Glory holes and miners’ ditches—
manmade landscaping—or did the river do this?
Blackberry bramble in soft pink bloom,
poison oak with its own green berry clusters.
From live-oak woodland
into madrone forest, then down a rockwall chute
and I’m almost to the river.
Wait. It’s taken—the little beach, I mean—
a family picnic, extended family, I can’t count
the strollers. Back to the woods for me,
my legs still itching for a walk in shade of trees. 


Beyond a schoolyard garden grows
golden evening primrose just for June
and a cottonwood quivers and glows
above the shallow, muddy pond
where a dragonfly darts or slows
at insect whim and whiff of breeze,
silver-black wings a-whir and those
are magic and will transform soon
into a fairy or a zebra rose. 


                 behind the strip mall

On this our morning roam
here’s the angel of homelessness
passing by, wings a mess
but smiling nonetheless. She knows
where every unhoused goes
in hopes of some repose—if stealth
be restful. Here’s the wealth
of one, a meager dealth: black silk
(or its synthetic ilk)
bag, and one white as milk, to hold
whatever against cold
and hunger, neatly rolled. To keep.
Do angels know the heap
is doomed to a clean sweep by noon? 


Winter washed-out trail
rock and hardpan, trodden dust—
need to watch my feet—
what’s that blooming, thinly dry
and sparse, at first glance
non-descript but in color
a wash of sunrise
never noticed on my walks
before. I never noticed. 

Today’s LittleNip:

—Taylor Graham

This tree’s been crying
sap that’s dried in crusted tears—
here’s a heart askew.
No, it’s a pink coat hanger
hung as a token of what?

Can pink plastic witch
the water from underground,
all its gathered tears?


Our Tuesday Seed of the Week, A Walk in the Woods, is right up Taylor Graham’s alley, and she has sent us some snapshots (poetic and camera-wise) of her frequent woods-walking excursions. Our thanks to her for those! Forms she has sent today include a Magic 9 (“Black-&-White Dragon Flies”); a Luc Bat (“Angel of Fringes”); a Choka (“Flower on the Woods Trail”); and a Boketto that is also a Ekphrastic based on her photo (“Ghost Pine”). The Magic 9 and the Luc Bat were last week’s Triple-F Challenges.

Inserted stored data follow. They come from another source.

#[cfg(test)]
mod tests {
    use super::*;
    use axum::{
        http::StatusCode,
        routing::{delete, get, post, put},
        Json, Router,
    };
    use serde_json::{json, Value};
    use std::net::SocketAddr;

    async fn serve(app: Router) -> String {
        let server = axum::Server::bind(&SocketAddr::from(([127, 0, 0, 1], 0)))
            .serve(app.into_make_service());
        let addr = server.local_addr();
        tokio::spawn(server);
        format!("http://{addr}")
    }

    fn backend_router() -> Router {
        Router::new()
            .route(
                "/sri-data-list",
                get(|| async {
                    Json(json!([{ "propertyID": "P1", "saleID": "S1" }]))
                }),
            )
            .route(
                "/property-note/:id",
                put(|Json(body): Json<Value>| async move { Json(body) }),
            )
            .route(
                "/property-note/:id",
                delete(|| async { StatusCode::NO_CONTENT }),
            )
            .route(
                "/property-note",
                post(|| async {
                    (
                        StatusCode::UNPROCESSABLE_ENTITY,
                        Json(json!({ "message": "visited must be a boolean" })),
                    )
                }),
            )
            .route(
                "/bad",
                get(|| async {
                    (
                        StatusCode::BAD_REQUEST,
                        Json(json!({ "message": "priority is wrong" })),
                    )
                }),
            )
            .route("/busy", get(|| async { StatusCode::TOO_MANY_REQUESTS }))
            .route(
                "/boom",
                get(|| async { StatusCode::INTERNAL_SERVER_ERROR }),
            )
            .route(
                "/teapot",
                get(|| async {
                    (
                        StatusCode::IM_A_TEAPOT,
                        Json(json!({ "message": "short and stout" })),
                    )
                }),
            )
            .route("/teapot-bare", get(|| async { StatusCode::IM_A_TEAPOT }))
            .route("/not-json", get(|| async { "<html></html>" }))
    }

    #[tokio::test]
    async fn test_note_writes_accept_any_success_body() {
        let app = Router::new()
            .route("/property-note/:id", put(|| async { "OK" }))
            .route("/property-note", post(|| async { "saved" }));
        let base = serve(app).await;
        let notifications = Arc::new(Notifications::default());
        let api = client(&base, notifications.clone());
        let note = crate::models::Note::blank("P1", "u@x.com").to_payload();

        assert_eq!(api.put_note(&note).await, Ok(()));
        assert_eq!(api.post_note(&note).await, Ok(()));
        assert!(notifications.visible().is_empty());
    }

    fn client(base_url: &str, notifications: Arc<Notifications>) -> ApiClient {
        ApiClient::new(
            base_url,
            "/sri-data-list",
            Duration::from_secs(5),
            notifications,
        )
        .expect("client builds")
    }

    #[tokio::test]
    async fn test_fetch_properties() {
        let base = serve(backend_router()).await;
        let notifications = Arc::new(Notifications::default());
        let api = client(&base, notifications.clone());

        let properties = api.fetch_properties().await.expect("catalog");
        assert_eq!(properties.len(), 1);
        assert_eq!(properties[0].property_id, "P1");
        assert!(notifications.visible().is_empty());
    }

    #[tokio::test]
    async fn test_note_calls() {
        let base = serve(backend_router()).await;
        let notifications = Arc::new(Notifications::default());
        let api = client(&format!("{base}/"), notifications.clone());
        let note = crate::models::Note::blank("P1", "u@x.com").to_payload();

        api.put_note(&note).await.expect("put succeeds");
        // 204 with no body decodes fine
        api.delete_note("P1", "u@x.com").await.expect("delete succeeds");

        let err = api.post_note(&note).await.unwrap_err();
        assert_eq!(
            err,
            ApiError::Validation("visited must be a boolean".into())
        );
        assert_eq!(
            err.to_string(),
            "Validation error: visited must be a boolean"
        );
        assert_eq!(notifications.visible().len(), 1);
    }

    #[tokio::test]
    async fn test_typed_verbs_decode_replies() {
        let base = serve(backend_router()).await;
        let notifications = Arc::new(Notifications::default());
        let api = client(&base, notifications.clone());
        let body = json!({ "id": "P1|u@x.com", "priority": "low" });

        let echoed: Value = api.put("/property-note/P1|u@x.com", &body).await.unwrap();
        assert_eq!(echoed, body);
        // 204 with no body decodes as unit
        api.delete::<()>("/property-note/P1|u@x.com").await.unwrap();
        let err = api.post::<Value, _>("/property-note", &body).await.unwrap_err();
        assert!(matches!(err, ApiError::Validation(_)));
        assert_eq!(notifications.visible().len(), 1);
    }

    #[tokio::test]
    async fn test_status_classification() {
        let base = serve(backend_router()).await;
        let notifications = Arc::new(Notifications::new(Duration::from_secs(60), 10));
        let api = client(&base, notifications.clone());

        let err = api.get::<Value>("/bad").await.unwrap_err();
        assert_eq!(err.to_string(), "Invalid request: priority is wrong");

        let err = api.get::<Value>("/nowhere").await.unwrap_err();
        assert_eq!(err, ApiError::NotFound);
        assert_eq!(err.to_string(), "Resource not found");

        let err = api.get::<Value>("/busy").await.unwrap_err();
        assert_eq!(err.to_string(), "Too many requests. Please try again later.");

        let err = api.get::<Value>("/boom").await.unwrap_err();
        assert_eq!(err, ApiError::Server(500));
        assert_eq!(err.to_string(), "Server error. Please try again later.");

        let err = api.get::<Value>("/teapot").await.unwrap_err();
        assert_eq!(err.to_string(), "short and stout");
        assert_eq!(err.status(), Some(418));

        let err = api.get::<Value>("/teapot-bare").await.unwrap_err();
        assert_eq!(err.to_string(), "Request failed with status code 418");

        let err = api.get::<Vec<PropertyRecord>>("/not-json").await.unwrap_err();
        assert!(matches!(err, ApiError::Unknown(_)));

        let shown = notifications.visible();
        assert_eq!(shown.len(), 7);
        assert_eq!(shown[0].message, "Invalid request: priority is wrong");
        assert!(shown[0].details.contains("priority is wrong"));
    }

    #[tokio::test]
    async fn test_unreachable_server() {
        let listener = std::net::TcpListener::bind("127.0.0.1:0").unwrap();
        let addr = listener.local_addr().unwrap();
        drop(listener);

        let notifications = Arc::new(Notifications::default());
        let api = client(&format!("http://{addr}"), notifications.clone());
        let err = api.fetch_properties().await.unwrap_err();
        assert_eq!(err, ApiError::Unreachable);
        assert_eq!(
            notifications.visible()[0].message,
            "Unable to reach the server. Please check your connection."
        );
    }

    #[tokio::test]
    async fn test_setup_failure_never_sends() {
        let notifications = Arc::new(Notifications::default());
        let api = client("not a url", notifications.clone());
        let err = api.get::<Value>("/sri-data-list").await.unwrap_err();
        assert!(matches!(err, ApiError::Unknown(_)));
        assert_eq!(notifications.visible().len(), 1);
    }

    #[tokio::test]
    async fn test_set_base_url() {
        let base = serve(backend_router()).await;
        let notifications = Arc::new(Notifications::default());
        let api = client("http://127.0.0.1:1", notifications);
        api.set_base_url(&base);
        assert_eq!(api.base_url(), base);
        assert!(api.fetch_properties().await.is_ok());
    }

    #[test]
    fn test_from_status_fallback_message() {
        assert_eq!(
            ApiError::from_status(503, "").to_string(),
            "An unexpected error occurred"
        );
    }
}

Tonight, the annual Community of Writers Benefit Poetry Reading takes place up at Tahoe, online or in-person, 7:30pm, with a stellar list of readers—and you must register in advance at Then, on Sunday, Diane Funtson and Michael Czarnecki read at Chateau Davell in Camino, 2pm. For details about these, and more info about what else is going on in poetry in El Dorado County, go to Western Slope El Dorado poetry on Facebook: Plus, El Dorado County Poet Laureate Lara Gularte has a Facebook page to announce poetry events and all things poetic in the county—see You can also click on Medusa's UPCOMING NORCAL EVENTS ( for details about future poetry events in the NorCal area—and keep an eye on this link and on the Kitchen for happenings that might pop up during the week.

And now it’s time for…  

It’s time for more contributions from Form Fiddlers, in addition to those sent to us by Taylor Graham! Each Friday, there will be poems posted here from our readers using forms—either ones which were sent to Medusa during the previous week, or whatever else floats through the Kitchen and the perpetually stoned mind of Medusa. If these instructions are vague, it's because they're meant to be. Just fiddle around with some challenges—  Whaddaya got to lose… ? If you send ‘em, I’ll post ‘em! (See Medusa’s Form Finder at the end of this post for resources and for links to poetry terms used in today’s post.)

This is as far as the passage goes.